Выдающийся писатель, замечательный мыслитель, публицист и общественный деятель, пронзительно тонкий психолог, Герцен был знаком со многими выдающимися представителями европейского общества, став крупной фигурой в мировой культуре. В России Герцен примыкал к «западникам». На формирование его взглядов повлияли немецкие романтики Шиллер и Гете, французские социалистические авторы, а также Гегель и Фейербах. Однако он создал собственное оригинальное философское учение, в центре которого стоит проблема личности и ее взаимосвязи с обществом.
Герцен не верил ни в Бога, ни в бессмертие души, ни в неизбежность исторического прогресса – мировоззрение его во многом было трагично. И тем важнее для него было опереться на личность, противопоставить человеческую свободу и творчество бессмыслице окружающего мира. Личность возвышается над слепым потоком природного бытия и над слепым потоком истории. Выступая против фаталистической «железной необходимости», будто бы неумолимо господствующей в истории (эту идею проповедовали последователи Гегеля и Маркса), Герцен подчеркивает категорию возможности, в которой, по его мнению, выражается свобода личности и альтернативность исторического процесса: «Пути вовсе не неизменимы. Напротив, они-то и изменяются с обстоятельствами, с пониманием, с личной энергией. Личность создается средой и событиями, но и события осуществляются личностями и носят на себе их печать…»

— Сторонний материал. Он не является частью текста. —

//! Document synchronization through the wire.

use std::time::Duration;

use parley_lsp::{Context, RequestContext, Server, ServerOptions};
use parley_types::lifecycle::{Diagnostic, MessageType};
use parley_types::text::DidChangeTextDocumentParams;
use parley_types::{Position, Range, ResponseError};
use serde_json::{Map, Value, json};

use crate::common::TestClient;

const URI: &str = "file:///tmp/a.txt";

/// Server exposing `test/text` → `{text, version}` or `null` when closed.
fn text_server() -> Server {
    Server::builder(ServerOptions::default())
        .request("test/text", |params: Value, cx: RequestContext| async move {
            let uri = params["uri"].as_str().unwrap_or_default().to_string();
            Ok::<_, ResponseError>(match cx.document(&uri).await {
                Some(doc) => json!({"text": doc.text(), "version": doc.version()}),
                None => Value::Null,
            })
        })
        .build()
}

async fn text_of(client: &mut TestClient) -> Value {
    client.request("test/text", json!({"uri": URI})).await["result"].clone()
}

fn insert(line: u32, character: u32, text: &str) -> Value {
    json!({
        "range": {"start": {"line": line, "character": character}, "end": {"line": line, "character": character}},
        "text": text
    })
}

#[tokio::test]
async fn incremental_insert_splices_text() {
    let mut client = TestClient::start(text_server());
    client.initialize(json!({})).await;
    client.open(URI, 1, "abc").await;
    client.change(URI, 2, json!([insert(0, 1, "X")])).await;

    assert_eq!(text_of(&mut client).await, json!({"text": "aXbc", "version": 2}));
}

#[tokio::test]
async fn stale_version_leaves_document_untouched() {
    let mut client = TestClient::start(text_server());
    client.initialize(json!({})).await;
    client.open(URI, 5, "hello").await;
    client.change(URI, 5, json!([{"text": "replaced"}])).await;
    client.change(URI, 3, json!([insert(0, 0, ">")])).await;

    assert_eq!(text_of(&mut client).await, json!({"text": "hello", "version": 5}));
}

#[tokio::test]
async fn full_and_incremental_changes_apply_in_order() {
    let mut client = TestClient::start(text_server());
    client.initialize(json!({})).await;
    client.open(URI, 1, "one\ntwo").await;
    client
        .change(
            URI,
            2,
            json!([
                {"text": "first\nsecond\n"},
                insert(1, 6, "!"),
                {"range": {"start": {"line": 0, "character": 0}, "end": {"line": 0, "character": 5}}, "rangeLength": 5, "text": "1st"}
            ]),
        )
        .await;

    assert_eq!(
        text_of(&mut client).await,
        json!({"text": "1st\nsecond!\n", "version": 2})
    );
}

#[tokio::test]
async fn utf16_positions_count_surrogate_pairs() {
    let mut client = TestClient::start(text_server());
    client.initialize(json!({})).await;
    client.open(URI, 1, "a😀b").await;
    // 😀 is two UTF-16 units, so character 3 sits before `b`.
    client.change(URI, 2, json!([insert(0, 3, "_")])).await;
    assert_eq!(text_of(&mut client).await["text"], "a😀_b");
}

#[tokio::test]
async fn save_with_text_resyncs_and_close_forgets() {
    let mut client = TestClient::start(text_server());
    client.initialize(json!({})).await;
    client.open(URI, 1, "draft").await;
    client
        .notify(
            "textDocument/didSave",
            json!({"textDocument": {"uri": URI}, "text": "saved"}),
        )
        .await;
    assert_eq!(text_of(&mut client).await, json!({"text": "saved", "version": 1}));

    client
        .notify("textDocument/didClose", json!({"textDocument": {"uri": URI}}))
        .await;
    assert_eq!(text_of(&mut client).await, Value::Null);

    // Reopening after close is allowed.
    client.open(URI, 1, "again").await;
    assert_eq!(text_of(&mut client).await["text"], "again");
}

#[tokio::test]
async fn duplicate_open_keeps_first_document() {
    let mut client = TestClient::start(text_server());
    client.initialize(json!({})).await;
    client.open(URI, 1, "first").await;
    client.open(URI, 2, "second").await;
    assert_eq!(text_of(&mut client).await, json!({"text": "first", "version": 1}));
}

#[tokio::test]
async fn will_save_wait_until_defaults_to_no_edits() {
    let mut client = TestClient::start(text_server());
    client.initialize(json!({})).await;
    client.open(URI, 1, "x").await;
    client
        .notify(
            "textDocument/willSave",
            json!({"textDocument": {"uri": URI}, "reason": 1}),
        )
        .await;
    let reply = client
        .request(
            "textDocument/willSaveWaitUntil",
            json!({"textDocument": {"uri": URI}, "reason": 1}),
        )
        .await;
    assert_eq!(reply["result"], json!([]));
}

#[tokio::test]
async fn change_handler_sees_updated_document() {
    let server = Server::builder(ServerOptions::default())
        .notification(
            "textDocument/didChange",
            |params: Value, cx: Context| async move {
                let Ok(params) = serde_json::from_value::<DidChangeTextDocumentParams>(params)
                else {
                    return;
                };
                let uri = params.text_document.uri;
                let Some(doc) = cx.document(&uri).await else {
                    return;
                };
                let end = doc.position_at(doc.text().len(), cx.position_encoding());
                let diagnostic = Diagnostic {
                    range: Range::new(Position::new(0, 0), end),
                    severity: Some(3),
                    source: Some("test".into()),
                    message: format!("{} bytes", doc.text().len()),
                    extra: Map::new(),
                };
                let _ = cx
                    .client()
                    .publish_diagnostics(uri, Some(doc.version()), vec![diagnostic])
                    .await;
                let _ = cx.client().log_message(MessageType::Info, "checked").await;
            },
        )
        .build();
    let mut client = TestClient::start(server);
    client.initialize(json!({})).await;
    client.open(URI, 1, "ab").await;
    client.change(URI, 2, json!([insert(0, 2, "\ncd")])).await;

    let published = client.expect_method("textDocument/publishDiagnostics").await;
    let params = &published["params"];
    assert_eq!(params["uri"], URI);
    assert_eq!(params["version"], 2);
    assert_eq!(params["diagnostics"][0]["message"], "5 bytes");
    assert_eq!(
        params["diagnostics"][0]["range"]["end"],
        json!({"line": 1, "character": 2})
    );

    let logged = client.expect_method("window/logMessage").await;
    assert_eq!(logged["params"], json!({"type": 3, "message": "checked"}));
}

#[tokio::test]
async fn open_handler_can_wait_on_client_response() {
    let server = Server::builder(ServerOptions {
        request_timeout: Duration::from_secs(3),
        ..ServerOptions::default()
    })
    .notification(
        "textDocument/didOpen",
        |_params: Value, cx: Context| async move {
            let text = match cx
                .client()
                .send_request("workspace/configuration", json!({"items": [{"section": "parley"}]}))
                .await
            {
                Ok(value) => format!("ok {value}"),
                Err(e) => format!("err {e}"),
            };
            let _ = cx.client().log_message(MessageType::Info, text).await;
        },
    )
    .request("test/ping", |_params: Value, _cx: RequestContext| async move {
        Ok::<_, ResponseError>(json!("pong"))
    })
    .build();
    let mut client = TestClient::start(server);
    client.initialize(json!({})).await;
    client.open(URI, 1, "x").await;

    let outbound = client.expect_method("workspace/configuration").await;
    // The connection keeps serving while the handler waits.
    let ping = client.request("test/ping", Value::Null).await;
    assert_eq!(ping["result"], "pong");

    client
        .send(json!({"jsonrpc": "2.0", "id": outbound["id"], "result": [42]}))
        .await;
    let logged = client.expect_method("window/logMessage").await;
    assert_eq!(logged["params"]["message"], "ok [42]");
}

#[tokio::test]
async fn notification_handlers_run_in_arrival_order() {
    let server = Server::builder(ServerOptions::default())
        .notification(
            "textDocument/didChange",
            |params: Value, cx: Context| async move {
                let version = params["textDocument"]["version"].as_i64().unwrap_or(-1);
                // Early versions take longer; order must still hold.
                let delay = if version < 3 { 30 } else { 0 };
                tokio::time::sleep(Duration::from_millis(delay)).await;
                let _ = cx
                    .client()
                    .log_message(MessageType::Info, version.to_string())
                    .await;
            },
        )
        .build();
    let mut client = TestClient::start(server);
    client.initialize(json!({})).await;
    client.open(URI, 1, "").await;
    for version in 2..=4 {
        client.change(URI, version, json!([{"text": "t"}])).await;
    }

    let mut seen = Vec::new();
    for _ in 0..3 {
        let logged = client.expect_method("window/logMessage").await;
        seen.push(logged["params"]["message"].as_str().unwrap().to_string());
    }
    assert_eq!(seen, ["2", "3", "4"]);
}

Для Герцена человеческая личность – неповторимая, живая и конкретная – высшая ценность. Она не может быть принесена в жертву чему бы то ни было, будь то кумиры «религии», «морали», «государства», «разума», «прогресса» или «экономического и научного развития». По убеждению мыслителя, «подчинение личности обществу, народу, человечеству, идее есть продолжение человеческих жертвоприношений». Личность – не средство, но цель всякого исторического прогресса.
Величайшим разочарованием в жизни «западника» Герцена было его разочарование в Европе, когда он приехал туда из России. Герцен писал: «Тяжко, душно жить в России – это правда… и тем тяжелее было для нас, что мы думали, что в других странах легко и хорошо жить. Теперь мы знаем, что и там тяжело. Оттого, что и там не разрешен вопрос, около которого сосредоточилась теперь вся человеческая деятельность, вопрос об отношении лица к обществу и общества к лицу». Что же ужаснуло Герцена в европейской жизни?

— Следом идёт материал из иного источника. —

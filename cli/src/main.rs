//! parley - stdio language server.
//!
//! Speaks LSP over stdin/stdout using the `parley-lsp` engine and answers
//! semantic token requests with a small lexical classifier. Logs never touch
//! stdout: they go to the configured file or to stderr.

mod lexical;

use std::fs::{self, OpenOptions};
use std::path::{Path, PathBuf};
use std::process::ExitCode;
use std::sync::Mutex;

use anyhow::{Context, Result};
use clap::Parser;
use tracing_subscriber::{EnvFilter, fmt, prelude::*};

use parley_config::ParleyConfig;
use parley_lsp::Server;

#[derive(Parser, Debug)]
#[command(name = "parley", version, about = "Language server over stdio")]
struct Cli {
    /// Config file to load instead of the default location.
    #[arg(long, value_name = "PATH")]
    config: Option<PathBuf>,
    /// Log filter directive; overrides RUST_LOG and the config file.
    #[arg(long, value_name = "FILTER")]
    log_filter: Option<String>,
    /// Accepted for editor compatibility; stdin/stdout is the only transport.
    #[arg(long)]
    stdio: bool,
}

fn build_filter(cli: Option<&str>, config: &ParleyConfig) -> EnvFilter {
    if let Some(directive) = cli
        && let Ok(filter) = EnvFilter::try_new(directive)
    {
        return filter;
    }
    EnvFilter::try_from_default_env()
        .or_else(|_| EnvFilter::try_new(config.log.filter()))
        .unwrap_or_else(|_| EnvFilter::new("warn"))
}

fn open_log_file(path: &Path) -> std::io::Result<fs::File> {
    if let Some(parent) = path.parent()
        && !parent.as_os_str().is_empty()
    {
        fs::create_dir_all(parent)?;
    }
    OpenOptions::new().create(true).append(true).open(path)
}

fn init_tracing(filter: EnvFilter, config: &ParleyConfig) {
    let mut warnings = Vec::new();

    if let Some(path) = config.log.file_path() {
        match open_log_file(&path) {
            Ok(file) => {
                tracing_subscriber::registry()
                    .with(fmt::layer().with_ansi(false).with_writer(Mutex::new(file)))
                    .with(filter)
                    .init();
                tracing::info!(path = %path.display(), "Logging initialized");
                return;
            }
            Err(e) => warnings.push(format!("Failed to open log file {}: {e}", path.display())),
        }
    }

    // stdout carries the protocol.
    tracing_subscriber::registry()
        .with(fmt::layer().with_writer(std::io::stderr))
        .with(filter)
        .init();
    for warning in warnings {
        tracing::warn!("{warning}");
    }
}

async fn run(cli: Cli) -> Result<ExitCode> {
    let config = match ParleyConfig::load(cli.config.as_deref()) {
        Ok(config) => config,
        Err(err) => {
            // Logging is not up yet; report on stderr and bail.
            eprintln!("parley: {err}");
            return Err(err).context("loading configuration");
        }
    };
    init_tracing(build_filter(cli.log_filter.as_deref(), &config), &config);

    let options = config.server_options();
    tracing::info!(
        sync = ?options.sync_kind,
        encodings = ?options.position_encodings,
        stdio_flag = cli.stdio,
        "Starting language server on stdio"
    );

    let server = Server::builder(options)
        .semantic_tokens(lexical::legend(), lexical::tokens)
        .build();
    let status = server
        .serve(tokio::io::stdin(), tokio::io::stdout())
        .await
        .context("serving stdio connection")?;

    tracing::info!(?status, "Language server stopped");
    Ok(ExitCode::from(status.code()))
}

#[tokio::main]
async fn main() -> ExitCode {
    let cli = Cli::parse();
    match run(cli).await {
        Ok(code) => code,
        Err(err) => {
            tracing::error!("{err:#}");
            ExitCode::FAILURE
        }
    }
}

Диагноз, поставленный мыслителем современной европейской культуре, таков: «Мещанство – окончательная форма западной цивилизации, ее совершеннолетие». Что же стоит за понятием мещанства? По Герцену – это политическое и экономическое господство буржуазии, подмена духовных ценностей коммерческими, стирание и обмельчание личности, наступление «внутреннего варвара», торжество пошлости, заурядности, развитие капиталистической индустрии, разрушающей как отдельную личность, так и солидарность между людьми и порождающей конкуренцию, повсеместное лицемерие и мелочный эгоизм (до Герцена слово «мещанство» понималось как сословная, а после него – как духовная характеристика). «Под влиянием мещанства, – говорит Герцен, – все переменилось в Европе. Рыцарская честь заменилась бухгалтерской честностью, гуманные нравы – нравами чинными, вежливость – чопорностью, гордость – обидчивостью, парки – огородами, дворцы – гостиницами, открытыми для всех, то есть для всех, имеющих деньги». Сравнивая средневекового рыцаря с современным торгашом, оказавшимся наследником европейской цивилизации, Герцен горько замечает: «Как рыцарь был первообраз мира феодального, так купец стал первообразом нового мира; господа заменились хозяевами. Купец сам по себе лицо стертое, промежуточное, посредник между одним, который производит, и другим, который потребляет, он представляет нечто вроде дороги, повозки, средства. Рыцарь был больше он сам, больше лицо, и берег, как понимал, свое достоинство, оттого-то он, в сущности, и не зависел ни от богатства, ни от места; его личность была главное; в мещанине личность прячется или не выступает, потому что не она главное: главное – товар, дело, вещь, главное – собственность».